Les Massaï n'ont jamais donné leur consentement préalable, libre et éclairé pour ce projet. Ils craignent que celui-ci ne restreigne leur accès à des zones refuge cruciales pendant les périodes de sécheresse et ne menace leur sécurité alimentaire. 

 

Ngisha Sinyok, un habitant massaï d’Eluai, un village qui rencontre des difficultés pour se retirer du projet, a déclaré à Survival : “Nous allons perdre notre bétail, jusqu'à ce qu'il ne nous reste plus une seule vache.” Concernant l'implication de Volkswagen dans le projet, il répond : “Ceci n'est pas une solution au changement climatique. C'est juste un moyen pour certaines personnes de gagner de l'argent en utilisant notre environnement. Cela n'a rien à voir avec le changement climatique.” 

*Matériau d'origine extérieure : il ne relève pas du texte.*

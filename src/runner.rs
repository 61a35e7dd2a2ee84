//! Invocation of the external converter.
//!
//! The runner runs exactly one attempt per call and reports expiry as a
//! distinguishable error; retry and backoff belong to the orchestrator.

use std::collections::BTreeMap;
use std::ffi::OsString;
use std::path::{Path, PathBuf};
use std::process::{Child, Command, ExitStatus};
use std::time::Duration;

use serde::Deserialize;
use wait_timeout::ChildExt as _;

use crate::error::RunError;
use crate::naming::fresh_name;
use crate::recipe::RecipeSpec;

pub const TITLE_DATE_FORMAT_ENV: &str = "PRESSPACK_TITLE_DATE_FORMAT";
pub const DEBUG_DIR_ENV: &str = "PRESSPACK_DEBUG_DIR";

#[derive(Debug, Clone, Copy, PartialEq, Eq)]
pub enum ProcessExit {
    Success,
    Failure(Option<i32>),
}

impl From<ExitStatus> for ProcessExit {
    fn from(status: ExitStatus) -> Self {
        if status.success() {
            Self::Success
        } else {
            Self::Failure(status.code())
        }
    }
}

/// Series information stamped into converted formats.
#[derive(Debug, Clone, PartialEq)]
pub struct SeriesInfo {
    pub series: String,
    pub index: u32,
    pub publisher: String,
}

pub trait Converter {
    /// Runs the recipe, writing `<publish_dir>/<slug>.<src_ext>`.
    fn run_recipe(&self, recipe: &RecipeSpec, timeout: Duration) -> Result<ProcessExit, RunError>;

    /// Converts an existing artifact into another format.
    fn convert(
        &self,
        recipe: &RecipeSpec,
        source: &Path,
        target: &Path,
        series: &SeriesInfo,
        timeout: Duration,
    ) -> Result<ProcessExit, RunError>;
}

#[derive(Debug, Clone, Deserialize, PartialEq)]
pub struct Credentials {
    pub username: String,
    pub password: String,
}

/// Per-recipe site credentials, keyed by slug.
#[derive(Debug, Clone, Default, PartialEq)]
pub struct Accounts(BTreeMap<String, Credentials>);

impl Accounts {
    /// Parses the accounts JSON object; anything else is logged and ignored.
    pub fn parse(json: &str) -> Self {
        if json.trim().is_empty() {
            return Self::default();
        }
        match serde_json::from_str::<BTreeMap<String, Credentials>>(json) {
            Ok(accounts) => Self(accounts),
            Err(err) => {
                tracing::error!(?err, "unable to parse accounts as a json object");
                Self::default()
            }
        }
    }

    pub fn get(&self, slug: &str) -> Option<&Credentials> {
        self.0
            .get(slug)
            .filter(|c| !c.username.is_empty() && !c.password.is_empty())
    }
}

#[derive(Debug, Clone)]
pub struct CommandConverter {
    pub bin: String,
    pub recipes_dir: PathBuf,
    pub publish_dir: PathBuf,
    pub static_dir: PathBuf,
    pub title_date_format: String,
    pub accounts: Accounts,
    pub verbose: bool,
}

impl CommandConverter {
    pub fn recipe_args(&self, recipe: &RecipeSpec) -> Vec<OsString> {
        let mut args = Vec::new();

        let definition = self.recipes_dir.join(format!("{}.recipe", recipe.recipe));
        if definition.is_file() {
            args.push(definition.into_os_string());
        } else {
            // Converter built-in recipe.
            args.push(OsString::from(format!("{}.recipe", recipe.recipe)));
        }
        args.push(
            self.publish_dir
                .join(fresh_name(&recipe.slug, &recipe.src_ext))
                .into_os_string(),
        );

        args.extend(recipe.conv_options_for(&recipe.src_ext).iter().map(OsString::from));
        if let Some(credentials) = self.accounts.get(&recipe.slug) {
            args.push(OsString::from(format!(
                "--username={}",
                credentials.username
            )));
            args.push(OsString::from(format!(
                "--password={}",
                credentials.password
            )));
        }
        self.push_tail_args(&mut args, &recipe.src_ext);
        args
    }

    pub fn convert_args(
        &self,
        recipe: &RecipeSpec,
        source: &Path,
        target: &Path,
        series: &SeriesInfo,
    ) -> Vec<OsString> {
        let mut args = vec![
            source.as_os_str().to_owned(),
            target.as_os_str().to_owned(),
            OsString::from(format!("--series={}", series.series)),
            OsString::from(format!("--series-index={}", series.index)),
            OsString::from(format!("--publisher={}", series.publisher)),
        ];
        let ext = target
            .extension()
            .and_then(|e| e.to_str())
            .unwrap_or_default();
        args.extend(recipe.conv_options_for(ext).iter().map(OsString::from));
        self.push_tail_args(&mut args, ext);
        args
    }

    fn push_tail_args(&self, args: &mut Vec<OsString>, ext: &str) {
        let extra_css = self.static_dir.join(format!("{ext}.css"));
        if extra_css.is_file() {
            let mut arg = OsString::from("--extra-css=");
            arg.push(extra_css.as_os_str());
            args.push(arg);
        }
        if self.verbose {
            args.push(OsString::from("-vv"));
        }
    }

    fn command(&self, recipe: &RecipeSpec, args: &[OsString]) -> Command {
        let mut cmd = Command::new(&self.bin);
        cmd.args(args).env(
            TITLE_DATE_FORMAT_ENV,
            recipe.title_date_format(&self.title_date_format),
        );
        if self.verbose {
            cmd.env(DEBUG_DIR_ENV, &self.publish_dir);
        }
        cmd
    }
}

impl Converter for CommandConverter {
    fn run_recipe(&self, recipe: &RecipeSpec, timeout: Duration) -> Result<ProcessExit, RunError> {
        let args = self.recipe_args(recipe);
        tracing::info!(
            bin = %self.bin,
            recipe = %recipe.recipe,
            timeout_secs = timeout.as_secs(),
            "run recipe"
        );
        run_with_timeout(&mut self.command(recipe, &args), &self.bin, timeout)
    }

    fn convert(
        &self,
        recipe: &RecipeSpec,
        source: &Path,
        target: &Path,
        series: &SeriesInfo,
        timeout: Duration,
    ) -> Result<ProcessExit, RunError> {
        let args = self.convert_args(recipe, source, target, series);
        tracing::info!(
            bin = %self.bin,
            source = %source.display(),
            target = %target.display(),
            "convert format"
        );
        run_with_timeout(&mut self.command(recipe, &args), &self.bin, timeout)
    }
}

/// Spawns `cmd` and waits at most `timeout`; the child is killed on expiry.
pub fn run_with_timeout(
    cmd: &mut Command,
    program: &str,
    timeout: Duration,
) -> Result<ProcessExit, RunError> {
    let mut child = cmd.spawn().map_err(|source| RunError::Spawn {
        program: program.to_owned(),
        source,
    })?;

    match child.wait_timeout(timeout) {
        Ok(Some(status)) => Ok(status.into()),
        Ok(None) => {
            stop(&mut child);
            Err(RunError::Expired {
                program: program.to_owned(),
                timeout,
            })
        }
        Err(source) => {
            stop(&mut child);
            Err(RunError::Wait {
                program: program.to_owned(),
                source,
            })
        }
    }
}

/// Kills and reaps the child so no zombie is left behind.
fn stop(child: &mut Child) {
    let _ = child.kill();
    let _ = child.wait();
}

#[cfg(test)]
mod tests {
    use super::*;

    fn recipe() -> RecipeSpec {
        serde_yaml::from_str(
            "recipe: example\nslug: example-01\nsrc_ext: epub\ncategory: Examples\ntarget_ext: [pdf]\n",
        )
        .expect("valid recipe yaml")
    }

    fn converter(root: &Path) -> CommandConverter {
        CommandConverter {
            bin: "ebook-convert".to_owned(),
            recipes_dir: root.join("recipes"),
            publish_dir: root.join("public"),
            static_dir: root.join("static"),
            title_date_format: "%-d %b, %Y".to_owned(),
            accounts: Accounts::default(),
            verbose: false,
        }
    }

    fn strings(args: &[OsString]) -> Vec<String> {
        args.iter()
            .map(|a| a.to_string_lossy().into_owned())
            .collect()
    }

    #[test]
    fn recipe_args_use_local_definition_and_format_options() -> anyhow::Result<()> {
        let temp = tempfile::TempDir::new()?;
        std::fs::create_dir_all(temp.path().join("recipes"))?;
        std::fs::create_dir_all(temp.path().join("static"))?;
        std::fs::write(temp.path().join("recipes/example.recipe"), "")?;
        std::fs::write(temp.path().join("static/epub.css"), "")?;

        let mut converter = converter(temp.path());
        converter.verbose = true;
        converter.accounts =
            Accounts::parse(r#"{"example-01": {"username": "u", "password": "p"}}"#);

        let args = strings(&converter.recipe_args(&recipe()));
        let root = temp.path().display();
        assert_eq!(
            args,
            vec![
                format!("{root}/recipes/example.recipe"),
                format!("{root}/public/example-01.epub"),
                "--output-profile=tablet".to_owned(),
                "--username=u".to_owned(),
                "--password=p".to_owned(),
                format!("--extra-css={root}/static/epub.css"),
                "-vv".to_owned(),
            ]
        );
        Ok(())
    }

    #[test]
    fn recipe_args_fall_back_to_builtin_recipe() -> anyhow::Result<()> {
        let temp = tempfile::TempDir::new()?;
        let args = strings(&converter(temp.path()).recipe_args(&recipe()));
        assert_eq!(args[0], "example.recipe");
        assert_eq!(args.len(), 3);
        Ok(())
    }

    #[test]
    fn convert_args_carry_series_and_target_options() -> anyhow::Result<()> {
        let temp = tempfile::TempDir::new()?;
        let converter = converter(temp.path());
        let series = SeriesInfo {
            series: "Example".to_owned(),
            index: 2_023_121,
            publisher: "https://example.com/".to_owned(),
        };
        let args = strings(&converter.convert_args(
            &recipe(),
            Path::new("public/example-01.epub"),
            Path::new("public/example-01.pdf"),
            &series,
        ));
        assert_eq!(
            args,
            vec![
                "public/example-01.epub",
                "public/example-01.pdf",
                "--series=Example",
                "--series-index=2023121",
                "--publisher=https://example.com/",
                "--pdf-page-numbers",
            ]
        );
        Ok(())
    }

    #[test]
    fn accounts_ignore_invalid_json() {
        assert_eq!(Accounts::parse("[1, 2]"), Accounts::default());
        assert_eq!(Accounts::parse(""), Accounts::default());
        let accounts = Accounts::parse(r#"{"wsj": {"username": "", "password": "p"}}"#);
        assert!(accounts.get("wsj").is_none());
    }

    #[cfg(unix)]
    #[test]
    fn run_with_timeout_reports_expiry() {
        let mut cmd = Command::new("sh");
        cmd.args(["-c", "exec sleep 5"]);
        let err = run_with_timeout(&mut cmd, "sh", Duration::from_millis(200)).unwrap_err();
        assert!(matches!(err, RunError::Expired { .. }), "unexpected error: {err}");
    }

    #[cfg(unix)]
    #[test]
    fn stop_kills_and_reaps_child() -> anyhow::Result<()> {
        let mut child = Command::new("sh").args(["-c", "exec sleep 5"]).spawn()?;
        stop(&mut child);
        let status = child.try_wait()?.expect("child already reaped");
        assert!(!status.success());
        Ok(())
    }

    #[cfg(unix)]
    #[test]
    fn run_with_timeout_reports_exit_code() -> anyhow::Result<()> {
        let mut ok = Command::new("sh");
        ok.args(["-c", "exit 0"]);
        assert_eq!(
            run_with_timeout(&mut ok, "sh", Duration::from_secs(5))?,
            ProcessExit::Success
        );

        let mut failing = Command::new("sh");
        failing.args(["-c", "exit 3"]);
        assert_eq!(
            run_with_timeout(&mut failing, "sh", Duration::from_secs(5))?,
            ProcessExit::Failure(Some(3))
        );
        Ok(())
    }

    #[cfg(unix)]
    #[test]
    fn run_with_timeout_passes_title_date_format() -> anyhow::Result<()> {
        let temp = tempfile::TempDir::new()?;
        let out = temp.path().join("env.txt");
        let mut converter = converter(temp.path());
        converter.bin = "sh".to_owned();
        let mut recipe = recipe();
        recipe.title_date_format = Some("%b %-d, %Y".to_owned());

        let script = format!(
            "printf '%s' \"${TITLE_DATE_FORMAT_ENV}\" > '{}'",
            out.display()
        );
        let mut cmd = converter.command(&recipe, &[OsString::from("-c"), OsString::from(script)]);
        run_with_timeout(&mut cmd, "sh", Duration::from_secs(5))?;
        assert_eq!(std::fs::read_to_string(&out)?, "%b %-d, %Y");
        Ok(())
    }
}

Un autre Massaï, qui a souhaité conserver l'anonymat par crainte de représailles, a déclaré : “Ils utilisent leur argent pour nous contrôler.” Un troisième a également affirmé : “La terre des Massaï n'a jamais été à vendre. Il n'y a pas de privatisation sur la terre des Massaï. Nos terres sont communautaires.”

Fiona Watson, directrice de la recherche et du plaidoyer de Survival International, a déclaré aujourd'hui : “Le projet de compensation carbone soutenu par Volkswagen viole les droits des Massaï et aura des conséquences désastreuses sur leurs vies, tout cela pour que l'entreprise puisse continuer à polluer et à tenter de verdir son image. Ce projet dépossède les Massaï du contrôle de leurs propres terres et s'appuie sur une théorie, erronée et coloniale, selon laquelle les Massaï détruisent ces terres, pour laquelle aucune preuve n'a jamais été apportée."

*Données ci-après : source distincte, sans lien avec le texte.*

#![forbid(unsafe_code)]

pub mod build;
pub mod cache;
pub mod catalog;
pub mod cli;
pub mod clock;
pub mod cover;
pub mod error;
pub mod formats;
pub mod job_log;
pub mod logging;
pub mod markup;
pub mod metadata;
pub mod naming;
pub mod orchestrator;
pub mod recipe;
pub mod runner;
pub mod schedule;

“Les Massaï font paître leur bétail dans les plaines d'Afrique de l'Est depuis des temps immémoriaux. Ils connaissent la terre et savent la gérer mieux que des concepteurs de projets de compensation carbone cherchant à générer des millions avec leur territoire.” 

L’investissement de Volkswagen dans ce projet, dont le nom officiel est “Longido and Monduli Rangelands Carbon Project”, serait de plusieurs millions de dollars. D'après un rapport de la MISA, cet investissement a engendré corruption et tensions dans le nord de la Tanzanie.

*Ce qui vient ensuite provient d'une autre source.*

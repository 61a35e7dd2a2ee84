use std::collections::BTreeMap;
use std::path::{Path, PathBuf};

use anyhow::Context as _;
use chrono::{DateTime, Utc};

pub const JOB_LOG_FILENAME: &str = "job_log.json";

/// Recipe slug -> epoch seconds of its last successful generation.
#[derive(Debug, Clone, Default, PartialEq)]
pub struct JobLog {
    entries: BTreeMap<String, f64>,
}

impl JobLog {
    pub fn path_in(meta_dir: &Path) -> PathBuf {
        meta_dir.join(JOB_LOG_FILENAME)
    }

    /// Loads the log; a missing or unreadable file starts an empty log.
    pub fn load_or_default(path: &Path) -> Self {
        match read_json::<BTreeMap<String, f64>>(path) {
            Ok(Some(entries)) => Self { entries },
            Ok(None) => {
                tracing::info!(path = %path.display(), "no job log yet");
                Self::default()
            }
            Err(err) => {
                tracing::warn!(path = %path.display(), ?err, "unable to load job log");
                Self::default()
            }
        }
    }

    pub fn save(&self, path: &Path) -> anyhow::Result<()> {
        write_json_atomic(path, &self.entries).context("write job log")
    }

    pub fn last_run(&self, slug: &str) -> Option<DateTime<Utc>> {
        let secs = *self.entries.get(slug)?;
        if secs <= 0.0 {
            return None;
        }
        DateTime::from_timestamp_millis((secs * 1_000.0) as i64)
    }

    /// Records a generation. Entries never move backwards.
    pub fn record(&mut self, slug: &str, at: DateTime<Utc>) {
        let secs = at.timestamp_millis() as f64 / 1_000.0;
        let entry = self.entries.entry(slug.to_owned()).or_insert(secs);
        if secs > *entry {
            *entry = secs;
        }
    }
}

pub(crate) fn read_json<T: serde::de::DeserializeOwned>(path: &Path) -> anyhow::Result<Option<T>> {
    let bytes = match std::fs::read(path) {
        Ok(bytes) => bytes,
        Err(err) if err.kind() == std::io::ErrorKind::NotFound => return Ok(None),
        Err(err) => return Err(err.into()),
    };
    let value = serde_json::from_slice(&bytes).context("parse json")?;
    Ok(Some(value))
}

pub(crate) fn write_json_atomic<T: serde::Serialize>(path: &Path, value: &T) -> anyhow::Result<()> {
    let parent = path
        .parent()
        .ok_or_else(|| anyhow::anyhow!("path has no parent: {}", path.display()))?;
    if !parent.as_os_str().is_empty() {
        std::fs::create_dir_all(parent)
            .with_context(|| format!("create parent dir: {}", parent.display()))?;
    }

    let tmp_path = path.with_extension(format!("tmp.{}", uuid::Uuid::new_v4().simple()));
    let data = serde_json::to_vec_pretty(value).context("serialize json")?;
    std::fs::write(&tmp_path, &data)
        .with_context(|| format!("write tmp: {}", tmp_path.display()))?;
    std::fs::rename(&tmp_path, path)
        .with_context(|| format!("rename tmp to final: {}", path.display()))?;
    Ok(())
}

Un projet similaire dans le sud du Kenya, également porté par Soils for the Future, implique les mêmes problèmes et rencontre déjà des manifestations de résistance de communautés locales

Le rapport "Carbone de sang" de Survival International a démontré que le postulat de ces projets d'absorption du carbone dans le sol était défaillant et que les résultats annoncés n'étaient soutenus par aucune preuve. Survival a documenté des problèmes similaires avec le très controversé Northern Kenya Grasslands Carbon Project. Ce projet a récemment subi un revers face à un tribunal kenyan et a été suspendu et soumis une seconde fois au contrôle de Verra, l'agence de validation des crédits carbone, ce qui constitue un fait inédit.

 

 

Notes aux rédactions :

  1. Il existe de sérieuses craintes que Volkswagen ne s'approvisionne en nickel (pour les batteries de ses véhicules électriques) dans le territoire de membres non contactés du peuple autochtone hongana manyawa sur l'île d'Halmahera, en Indonésie, ce qui remet en cause une fois de plus l’image “verte” de l'entreprise. Volkswagen s'approvisionne actuellement en batteries auprès de CATL, une coentreprise partenaire d'une nouvelle usine inaugurée le mois dernier à seulement quelques kilomètres du territoire des Hongana Manyawa non contactés. 

  2. Volkswagen a également signé un protocole d'accord avec Eramet et Tsingshan, deux entreprises qui, avec la compagnie minière de l'État indonésien, détiennent la plus grande mine de nickel au monde. Ces activités extractives détruisent actuellement le territoire des Hongana Manyawa non contactés.

  3. Volkswagen ClimatePartner (VWCP) est une coentreprise réunissant le fabricant automobile et ClimatePartner, une entreprise allemande controversée fournissant des services de compensation carbone à des firmes polluantes.

  4. Ce projet en Tanzanie, qui couvre 1 million d'hectares, repose sur la destruction de pratiques ancestrales des Massaï en matière de gestion des pâturages. Il exige d'eux qu'ils passent au système de “rotation rapide des pâtures”, qui interdit toute flexibilité et entraîne des effets néfastes, particulièrement en saison sèche.